<<<<

//! Output escape-sequence formatters
//!
//! Stateless one-shot formatters for the sequences the crate writes: cursor
//! movement, clearing, attributes, 256-colour selection, and mode toggles.
//! They hold no decoding logic and no terminal state; each returns the bytes
//! to write as a `String`.

pub const ESC: &str = "\x1b";
pub const CSI: &str = "\x1b[";

/// Clear the whole screen.
pub fn clear() -> String {
    format!("{CSI}2J")
}

/// Move the cursor to 1-based column `x`, row `y`.
pub fn goto(x: i32, y: i32) -> String {
    format!("{CSI}{y};{x}f")
}

/// Show or hide the cursor.
pub fn cursor(show: bool) -> String {
    format!("{CSI}?25{}", if show { 'h' } else { 'l' })
}

pub fn bold() -> String {
    format!("{CSI}1m")
}

pub fn reverse() -> String {
    format!("{CSI}7m")
}

/// Select a colour from the 256-colour palette, foreground or background.
pub fn colour256(num: u8, bg: bool) -> String {
    format!("{CSI}{};5;{num}m", if bg { 48 } else { 38 })
}

/// Reset all character attributes.
pub fn reset_attributes() -> String {
    format!("{CSI}m")
}

/// Erase the whole current line.
pub fn erase_line() -> String {
    format!("{CSI}2K")
}

/// Erase from the start of the line to the cursor.
pub fn erase_start_of_line() -> String {
    format!("{CSI}1K")
}

/// Erase from the cursor to the end of the line.
pub fn erase_end_of_line() -> String {
    format!("{CSI}K")
}

pub fn insert_mode() -> String {
    format!("{CSI}4h")
}

pub fn replace_mode() -> String {
    format!("{CSI}4l")
}

/// Top half of a double-height line.
pub fn double_height_top(text: &str) -> String {
    format!("{ESC}#3{text}")
}

/// Bottom half of a double-height line.
pub fn double_height_bottom(text: &str) -> String {
    format!("{ESC}#4{text}")
}

/// Move the cursor down one row.
pub fn cursor_down() -> String {
    format!("{CSI}B")
}

/// Move the cursor to 1-based column `x` in the current row.
pub fn column(x: i32) -> String {
    format!("{CSI}{x}G")
}
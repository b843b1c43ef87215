//! TTY handling
//!
//! Raw-mode setup for the process's own controlling terminal, resize-signal
//! wiring, size queries, and the poll/read plumbing that supplies bytes to
//! the decoder. All checks that can fail happen in [`Tty::open`], before any
//! terminal mode is touched, so a failed construction needs no cleanup.

#[cfg(unix)]
mod unix;

#[cfg(unix)]
pub use unix::{take_resize, Tty};

use serde::{Deserialize, Serialize};

/// Error type for TTY operations
#[derive(Debug, thiserror::Error)]
pub enum TtyError {
    #[error("stdin and stdout must both be interactive terminals")]
    NotATty,

    #[error("TERM is not set")]
    TermUnset,

    #[error("terminal type {0:?} is too limited")]
    DumbTerminal(String),

    #[error("Failed to query terminal: {0}")]
    Query(#[source] nix::Error),

    #[error("Failed to change terminal attributes: {0}")]
    Attrs(#[source] nix::Error),

    #[error("Failed to install resize handler: {0}")]
    Sigaction(#[source] nix::Error),

    #[error("Failed to read from terminal: {0}")]
    Read(#[source] nix::Error),

    #[error("Failed to write to terminal: {0}")]
    Write(#[source] nix::Error),

    #[error("Failed to poll: {0}")]
    Poll(#[source] nix::Error),

    #[error("Failed to get window size: {0}")]
    Winsize(#[source] nix::Error),
}

/// Result type for TTY operations
pub type TtyResult<T> = Result<T, TtyError>;

/// Terminal window size
#[derive(Debug, Clone, Copy, PartialEq, Eq, Serialize, Deserialize)]
pub struct WindowSize {
    pub rows: u16,
    pub cols: u16,
}

impl WindowSize {
    pub fn new(cols: u16, rows: u16) -> Self {
        Self { rows, cols }
    }
}

impl Default for WindowSize {
    fn default() -> Self {
        Self::new(80, 24)
    }
}

#[cfg(test)]
mod tests {
    use super::*;

    #[test]
    fn test_window_size() {
        let size = WindowSize::new(80, 24);
        assert_eq!(size.cols, 80);
        assert_eq!(size.rows, 24);
        assert_eq!(WindowSize::default(), size);
    }

    #[test]
    fn test_error_messages() {
        assert_eq!(
            TtyError::NotATty.to_string(),
            "stdin and stdout must both be interactive terminals"
        );
        assert_eq!(
            TtyError::DumbTerminal("dumb".to_string()).to_string(),
            "terminal type \"dumb\" is too limited"
        );
    }
}
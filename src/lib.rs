//! Ansikey Terminal Input Library
//!
//! An incremental decoder that turns the raw byte stream of an interactive
//! terminal into structured input events. This crate provides:
//!
//! - `decoder`: the table-driven decoding state machine (keypresses, special
//!   keys with modifiers, cursor-position and device-status reports)
//! - `event`: the typed event surface and handler registry
//! - `tty`: raw-mode setup, resize signal wiring, and size queries
//! - `terminal`: the driving event loop tying the pieces together
//! - `output`: stateless one-shot escape-sequence formatters
//! - `linedraw`: box/line-drawing glyph sets for different terminal modes

pub mod decoder;
pub mod event;
pub mod linedraw;
pub mod output;
pub mod terminal;
pub mod tty;

pub use decoder::{Decoder, Modifiers, SpecialKey};
pub use event::{Handlers, InputEvent};
pub use terminal::Terminal;
pub use tty::WindowSize;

>>>>

→ **WHAT TO WORK ON**: Which lines in the data above hold the word "from"? Return each of them.

→ **RESULT BELOW**:
/// Select a colour from the 256-colour palette, foreground or background.
/// Erase from the start of the line to the cursor.
/// Erase from the cursor to the end of the line.
    #[error("Failed to read from terminal: {0}")]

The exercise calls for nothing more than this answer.